Mr MacConachie told an employment tribunal that staff engaged in humour, but admitted language towards Mr Haslam had been unacceptable.
Mr MacConachie, Vice-Lord Lieutenant of County Durham, said: “Salesmen are extroverts and lively in conversation, and they bounce off each other with mickey-taking which can, on occasions, get close to the knuckle. The relationship between Mr Shutt and Mr Haslam was a good one, but if I had heard the language, Mr Shutt would have been fiercely reprimanded.
We all loved Nathan because he was a good chap.”

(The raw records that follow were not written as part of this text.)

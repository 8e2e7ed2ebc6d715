use anyhow::Result;
use clap::Parser;
use tokio::net::TcpListener;
use tracing::{error, info};

use voiceink_probe::stub;
use voiceink_probe::telemetry::init_telemetry;

#[derive(Parser)]
#[command(author, version, about, long_about = None)]
struct Args {
    /// The address the listener binds to
    #[arg(short, long, env, default_value = "127.0.0.1")]
    address: String,

    /// The port the listener binds to
    #[arg(short, long, env, default_value = "5001")]
    port: u16,
}

#[tokio::main]
async fn main() -> Result<()> {
    init_telemetry();

    let args = Args::parse();
    let listener = TcpListener::bind(format!("{}:{}", args.address, args.port)).await?;
    info!("Listening on {}", listener.local_addr()?);

    axum::serve(listener, stub::router())
        .with_graceful_shutdown(shutdown_signal())
        .await?;
    Ok(())
}

async fn shutdown_signal() {
    match tokio::signal::ctrl_c().await {
        Ok(()) => info!("Shutting down..."),
        Err(e) => error!("Failed to listen for shutdown signal: {}", e),
    }
}
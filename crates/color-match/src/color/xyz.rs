//! CIE 1931 XYZ color type

use super::linear_rgb::LinearRgb;

/// A color in CIE XYZ, scaled so that the D65 white has `y = 1.0`.
#[derive(Debug, Clone, Copy, PartialEq)]
pub struct Xyz {
    pub x: f64,
    pub y: f64,
    pub z: f64,
}

impl Xyz {
    /// CIE standard illuminant D65, 2 degree observer.
    pub const D65: Xyz = Xyz {
        x: 0.95047,
        y: 1.0,
        z: 1.08883,
    };

    #[inline]
    pub fn new(x: f64, y: f64, z: f64) -> Self {
        Self { x, y, z }
    }
}

impl From<LinearRgb> for Xyz {
    /// Linear sRGB (D65) to XYZ.
    fn from(rgb: LinearRgb) -> Self {
        Xyz {
            x: 0.4124564 * rgb.r + 0.3575761 * rgb.g + 0.1804375 * rgb.b,
            y: 0.2126729 * rgb.r + 0.7151522 * rgb.g + 0.0721750 * rgb.b,
            z: 0.0193339 * rgb.r + 0.1191920 * rgb.g + 0.9503041 * rgb.b,
        }
    }
}

impl From<Xyz> for LinearRgb {
    /// XYZ to linear sRGB (D65). Out-of-gamut input yields channels outside
    /// 0.0..=1.0.
    fn from(xyz: Xyz) -> Self {
        LinearRgb {
            r: 3.2404542 * xyz.x - 1.5371385 * xyz.y - 0.4985314 * xyz.z,
            g: -0.9692660 * xyz.x + 1.8760108 * xyz.y + 0.0415560 * xyz.z,
            b: 0.0556434 * xyz.x - 0.2040259 * xyz.y + 1.0572252 * xyz.z,
        }
    }
}
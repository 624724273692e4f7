//! Ordered palette of named reference colors.
//!
//! This module provides the `Palette` type: the fixed list of `(name, color)`
//! entries that images are matched against. Entry order is significant: it is
//! the tie-break order for equidistant matches.

use std::collections::HashSet;
use std::str::FromStr;

use super::error::PaletteError;
use super::named::BuiltinPalette;
use crate::color::Srgb;

/// An ordered set of named sRGB reference colors.
///
/// Names are unique. Colors may repeat: the CSS3 table carries aliases such
/// as `aqua`/`cyan` and `gray`/`grey`, and a query landing on such a color
/// resolves to whichever alias comes first.
///
/// # Example
///
/// ```
/// use color_match::{Palette, Srgb};
///
/// let palette = Palette::from_hex([("black", "#000000"), ("white", "#ffffff")]).unwrap();
/// assert_eq!(palette.len(), 2);
/// assert_eq!(palette.name(1), "white");
/// assert_eq!(palette.color(1), Srgb::new(1.0, 1.0, 1.0));
/// ```
#[derive(Debug, Clone, PartialEq)]
pub struct Palette {
    names: Vec<String>,
    colors: Vec<Srgb>,
}

impl Palette {
    /// Create a palette from `(name, color)` entries, preserving their order.
    ///
    /// # Errors
    ///
    /// - no entries ([`PaletteError::EmptyPalette`])
    /// - a name appears twice ([`PaletteError::DuplicateName`])
    pub fn new<I, S>(entries: I) -> Result<Self, PaletteError>
    where
        I: IntoIterator<Item = (S, Srgb)>,
        S: Into<String>,
    {
        let mut names = Vec::new();
        let mut colors = Vec::new();
        let mut seen = HashSet::new();

        for (name, color) in entries {
            let name = name.into();
            if !seen.insert(name.clone()) {
                return Err(PaletteError::DuplicateName { name });
            }
            names.push(name);
            colors.push(color);
        }

        if names.is_empty() {
            return Err(PaletteError::EmptyPalette);
        }

        Ok(Self { names, colors })
    }

    /// Create a palette from `(name, hex)` entries.
    ///
    /// Each value must be `#RRGGBB` or `RRGGBB` (see [`Srgb::from_str`]).
    ///
    /// # Errors
    ///
    /// Returns [`PaletteError::InvalidColor`] naming the first entry whose
    /// value does not parse, or any error of [`Palette::new`].
    ///
    /// ```
    /// use color_match::{Palette, PaletteError};
    ///
    /// let err = Palette::from_hex([("bogus", "not-a-hex-color")]).unwrap_err();
    /// assert!(matches!(err, PaletteError::InvalidColor { ref name, .. } if name == "bogus"));
    /// ```
    pub fn from_hex<I, N, V>(entries: I) -> Result<Self, PaletteError>
    where
        I: IntoIterator<Item = (N, V)>,
        N: Into<String>,
        V: AsRef<str>,
    {
        let parsed = entries
            .into_iter()
            .map(|(name, value)| {
                let name = name.into();
                let value = value.as_ref();
                match Srgb::from_str(value) {
                    Ok(color) => Ok((name, color)),
                    Err(source) => Err(PaletteError::InvalidColor {
                        name,
                        value: value.to_string(),
                        source,
                    }),
                }
            })
            .collect::<Result<Vec<_>, _>>()?;
        Self::new(parsed)
    }

    /// One of the built-in web color tables.
    pub fn builtin(which: BuiltinPalette) -> Self {
        let (names, colors) = which
            .entries()
            .iter()
            .map(|&(name, [r, g, b])| (name.to_string(), Srgb::from_u8(r, g, b)))
            .unzip();
        Self { names, colors }
    }

    /// Look up a built-in palette by name (`css3`, `css21`, `html4`).
    pub fn builtin_named(name: &str) -> Result<Self, PaletteError> {
        Ok(Self::builtin(name.parse()?))
    }

    /// Returns the number of entries.
    #[inline]
    pub fn len(&self) -> usize {
        self.names.len()
    }

    /// Always false for a constructed palette.
    #[inline]
    pub fn is_empty(&self) -> bool {
        self.names.is_empty()
    }

    /// Name of the entry at `idx`.
    ///
    /// # Panics
    ///
    /// Panics if `idx >= len()`.
    #[inline]
    pub fn name(&self, idx: usize) -> &str {
        &self.names[idx]
    }

    /// Color of the entry at `idx`.
    ///
    /// # Panics
    ///
    /// Panics if `idx >= len()`.
    #[inline]
    pub fn color(&self, idx: usize) -> Srgb {
        self.colors[idx]
    }

    /// Position of the entry called `name`, if any.
    pub fn position(&self, name: &str) -> Option<usize> {
        self.names.iter().position(|n| n == name)
    }

    /// Color of the entry called `name`, if any.
    pub fn get(&self, name: &str) -> Option<Srgb> {
        self.position(name).map(|idx| self.colors[idx])
    }

    /// Entries in palette order.
    pub fn iter(&self) -> impl Iterator<Item = (&str, Srgb)> + '_ {
        self.names
            .iter()
            .map(String::as_str)
            .zip(self.colors.iter().copied())
    }
}

impl Default for Palette {
    /// The CSS3 extended color keywords.
    fn default() -> Self {
        Self::builtin(BuiltinPalette::default())
    }
}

The tribunal previously heard Mr Haslam, who had received wage advances from Mr MacConachie, filmed Mr Shutt calling him derogatory names, and that his computer screensaver had been defaced with the name Nathan written next to a black footballer.
Mr Haslam said: “I endured name-calling in my childhood, but I didn’t expect to encounter it in the workplace.
“This tribunal is about getting justice because Mr Shutt, who denied calling me names, then changed his story.
“Without the videos the company would have totally denied this ever happened.”
However, Andrew Twineham, representing Sherwoods, said: “The behaviour did not violate his dignity or create an intimidating atmosphere and they are playing to the camera with Mr Haslam laughing.
“There was evidence to suggest Mr Haslam was taking money from the company, the videos were not taken to create an insurance policy, but in due course they have become that in his mind.
“Mr Haslam was not management material, he was good salesman, but nothing beyond that.”
The tribunal continues.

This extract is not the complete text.